The Tdap shot is typically administered once, often about age 11. However, adults planning to be in close contact with a child 12 months and younger should receive a Tdap to prevent whooping cough. Otherwise, adults receive a Td booster every 10 years.
If it’s been more than five years since your last shot, you are advised to receive another if you sustain an injury.
“Be careful because sometimes people think it’s a minor wound and don’t go to the doctor, which means you won’t be thinking about getting a tetanus shot,” said Rita Mell, a registered nurse and immunization program manager for the Snohomish Health District. “That’s when you can get into problems.
“Tetanus toxins are lethal. It takes a very little amount to set things in motion. Don’t mess with it.”
Puncture-type wounds are common incubators. The bacteria do not need oxygen to survive. When an infected object penetrates deeply into the flesh, tetanus thrives in the damaged tissue.
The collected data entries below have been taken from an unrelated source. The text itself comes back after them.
//! The editing session: one arrangement, its transport and drag controller,
//! the decoded-audio cache, the external store and the audio output.
//!
//! This is the error boundary. Every public operation returns a
//! [`SessionError`] with a bounded user-facing message instead of panicking,
//! and every arrangement mutation is written through to the store.

use std::collections::{HashMap, HashSet};
use std::path::Path;
use std::sync::Arc;
use std::time::Instant;

use crate::arrangement::{Arrangement, PlaceError};
use crate::clip_ops::{referenced_assets, render_clips};
use crate::drag::{DragConfig, DragController, DragPreview, DragSource, DropOutcome};
use crate::playback::{PlaybackState, Transport};
use crate::time::{TimeContext, TimeMode};
use daw_decode::AudioCache;
use daw_project::{KeyValueStore, OfflineClip, ProjectError};
use daw_render::{EXPORT_SAMPLE_RATE, RenderError};
use daw_transport::{AssetId, AudioBuffer, ClipId, SoundAsset, TrackId, VoiceId, VoiceSink};

#[derive(Debug, thiserror::Error)]
pub enum SessionError {
    #[error("nothing to export")]
    NothingToExport,

    #[error("audio output unavailable: {0}")]
    AudioUnavailable(String),

    #[error("could not save: {0}")]
    Persist(#[source] ProjectError),

    #[error("invalid project file: {0}")]
    InvalidProject(#[source] ProjectError),

    #[error("export failed: {0}")]
    Export(#[source] RenderError),

    #[error(transparent)]
    Place(#[from] PlaceError),

    #[error("unknown sound {0:?}")]
    UnknownSound(AssetId),

    #[error("preview failed: {0}")]
    Preview(String),
}

impl SessionError {
    /// Text fit to show the user.
    pub fn user_message(&self) -> &'static str {
        match self {
            SessionError::NothingToExport => {
                "Nothing to export. Place at least one sound on the timeline first."
            }
            SessionError::AudioUnavailable(_) => "Audio output is not available on this system.",
            SessionError::Persist(_) => "Could not save the project. The previous save is unchanged.",
            SessionError::InvalidProject(_) => "This file is not a valid project.",
            SessionError::Export(_) => "Export failed. No file was written.",
            SessionError::Place(_) => "That sound cannot be placed on the timeline.",
            SessionError::UnknownSound(_) => "That sound is no longer in the library.",
            SessionError::Preview(_) => "That sound could not be played.",
        }
    }
}

impl From<RenderError> for SessionError {
    fn from(error: RenderError) -> Self {
        match error {
            RenderError::NothingToExport => SessionError::NothingToExport,
            other => SessionError::Export(other),
        }
    }
}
However, even a scrape is enough to endanger an unvaccinated individual.
“If you’re doing work in the yard, anything with manure or fertilizer has a particular risk,” Mell said. “A prick from a thorn or a rose bush can even inject it into the skin.
“There is also a potential inside the house. For example, working with vegetables grown in the garden that you didn’t wash and then you cut yourself while chopping.”
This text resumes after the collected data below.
mod audio;

use std::collections::BTreeSet;
use std::sync::Arc;

pub use audio::{AudioArc, AudioBuffer, resample_audio_arc};

/// Width given to a clip whose real duration is unknown: one 4/4 measure
/// at 100 units per beat.
pub const DEFAULT_CLIP_WIDTH: f64 = 400.0;

#[derive(Debug, Clone, Copy, PartialEq, Eq, Hash, PartialOrd, Ord)]
pub struct TrackId(pub u64);

#[derive(Debug, Clone, Copy, PartialEq, Eq, Hash, PartialOrd, Ord)]
pub struct ClipId(pub u64);

#[derive(Debug, Clone, Copy, PartialEq, Eq, Hash, PartialOrd, Ord)]
pub struct AssetId(pub u64);

/// Handle for one clip sounding on a [`VoiceSink`].
#[derive(Debug, Clone, Copy, PartialEq, Eq, Hash, PartialOrd, Ord)]
pub struct VoiceId(pub u64);

/// An immutable recorded or uploaded sound.
///
/// `pcm` holds the encoded bytes (usually a WAV file). Decoding happens on
/// demand through `daw_decode`; the asset itself is never mutated once created
/// and is shared by every clip that places it.
#[derive(Debug, Clone, PartialEq)]
pub struct SoundAsset {
    pub id: AssetId,
    pub name: String,
    pub tags: BTreeSet<String>,
    pub duration_seconds: Option<f64>,
    pub pcm: Arc<[u8]>,
    /// Milliseconds since the unix epoch.
    pub created_at: Option<u64>,
}

impl SoundAsset {
    pub fn new(id: AssetId, name: impl Into<String>, pcm: impl Into<Arc<[u8]>>) -> Self {
        Self {
            id,
            name: name.into(),
            tags: BTreeSet::new(),
            duration_seconds: None,
            pcm: pcm.into(),
            created_at: None,
        }
    }

    pub fn with_tags<I, S>(mut self, tags: I) -> Self
    where
        I: IntoIterator<Item = S>,
        S: Into<String>,
    {
        self.tags = tags
            .into_iter()
            .map(Into::into)
            .map(|tag: String| tag.trim().to_string())
            .filter(|tag| !tag.is_empty())
            .collect();
        self
    }

    /// A clip may only reference an asset that has an identity and audio.
    pub fn is_valid(&self) -> bool {
        !self.name.trim().is_empty() && !self.pcm.is_empty()
    }
}

/// A placement of one sound on one track.
///
/// `start` and `width` are position units, not seconds: the mapping depends on
/// the arrangement's time mode, so `width` is rewritten whenever the mode or
/// tempo changes.
#[derive(Debug, Clone)]
pub struct Clip {
    pub id: ClipId,
    pub asset: Arc<SoundAsset>,
    pub track_id: TrackId,
    pub start: f64,
    pub width: f64,
}

impl Clip {
    pub fn end(&self) -> f64 {
        self.start + self.width
    }
}

#[derive(Debug, Clone)]
pub struct Track {
    pub id: TrackId,
    pub name: String,
    /// Insertion order. Clips may overlap; only playback and mixdown collapse them.
    clips: Vec<Clip>,
}

impl Track {
    pub fn new(id: TrackId, name: impl Into<String>) -> Self {
        Self {
            id,
            name: name.into(),
            clips: Vec::new(),
        }
    }

    /// Build a track, dropping clips whose asset is invalid.
    pub fn from_clips(id: TrackId, name: impl Into<String>, clips: Vec<Clip>) -> Self {
        let mut track = Self::new(id, name);
        for clip in clips {
            track.push_clip(clip);
        }
        track
    }

    pub fn clips(&self) -> &[Clip] {
        &self.clips
    }

    pub fn clip(&self, id: ClipId) -> Option<&Clip> {
        self.clips.iter().find(|clip| clip.id == id)
    }

    pub fn clip_mut(&mut self, id: ClipId) -> Option<&mut Clip> {
        self.clips.iter_mut().find(|clip| clip.id == id)
    }

    pub fn clips_mut(&mut self) -> impl Iterator<Item = &mut Clip> {
        self.clips.iter_mut()
    }

    /// Append a clip. Returns `false` (and drops the clip) when its asset is invalid.
    pub fn push_clip(&mut self, mut clip: Clip) -> bool {
        if !clip.asset.is_valid() {
            log::warn!(
                "dropping clip {:?} on track {:?}: sound asset has no name or audio",
                clip.id,
                self.id
            );
            return false;
        }
        clip.track_id = self.id;
        self.clips.push(clip);
        true
    }

    pub fn remove_clip(&mut self, id: ClipId) -> Option<Clip> {
        let index = self.clips.iter().position(|clip| clip.id == id)?;
        Some(self.clips.remove(index))
    }

    pub fn clear_clips(&mut self) {
        self.clips.clear();
    }
}

/// Output side of real-time playback.
///
/// The transport decides *when* a clip sounds; a sink only starts and stops
/// voices. Stopping an unknown or already-finished voice must be a no-op.
pub trait VoiceSink {
    /// Start `audio` immediately, skipping the first `offset_secs` of it.
    fn start_voice(&mut self, voice: VoiceId, audio: AudioArc, offset_secs: f64)
    -> anyhow::Result<()>;

    fn stop_voice(&mut self, voice: VoiceId);

    fn stop_all(&mut self);

    /// Voices that reached the end of their audio since the last call.
    fn finished_voices(&mut self) -> Vec<VoiceId>;

    /// Release the output device. Further calls must be harmless.
    fn close(&mut self);
}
Those who are at slightly higher risk for tetanus include the elderly, diabetics — because of wound issues — and needle drug users.
At the beginning of 2013, the CDC released new recommendations for pregnant women to receive a Tdap dose during their third trimester. The change is partially an effort to address recent outbreaks of whooping cough.
“A woman’s antibodies pass to the fetus, so the baby is born with some passive protection they received from the mother’s bloodstream,” Mell said.
“Babies may not receive their own first dose until 6 months or older. The shot (a Tdap for the pregnant mother) helps protect babies when they’re most vulnerable and still building immune systems.”
Side effects from tetanus-related shots are typically mild. Young children may experience low-grade fevers, fatigue and fussiness. The most common side effect for all ages is soreness and redness at the injection site.
“There might be some discomfort, but it’s highly variable from person to person,” Dilworth said. “Some people avoid getting it because it hurts, but that’s a small price to pay to protect yourself from getting tetanus, which you might not survive at all.”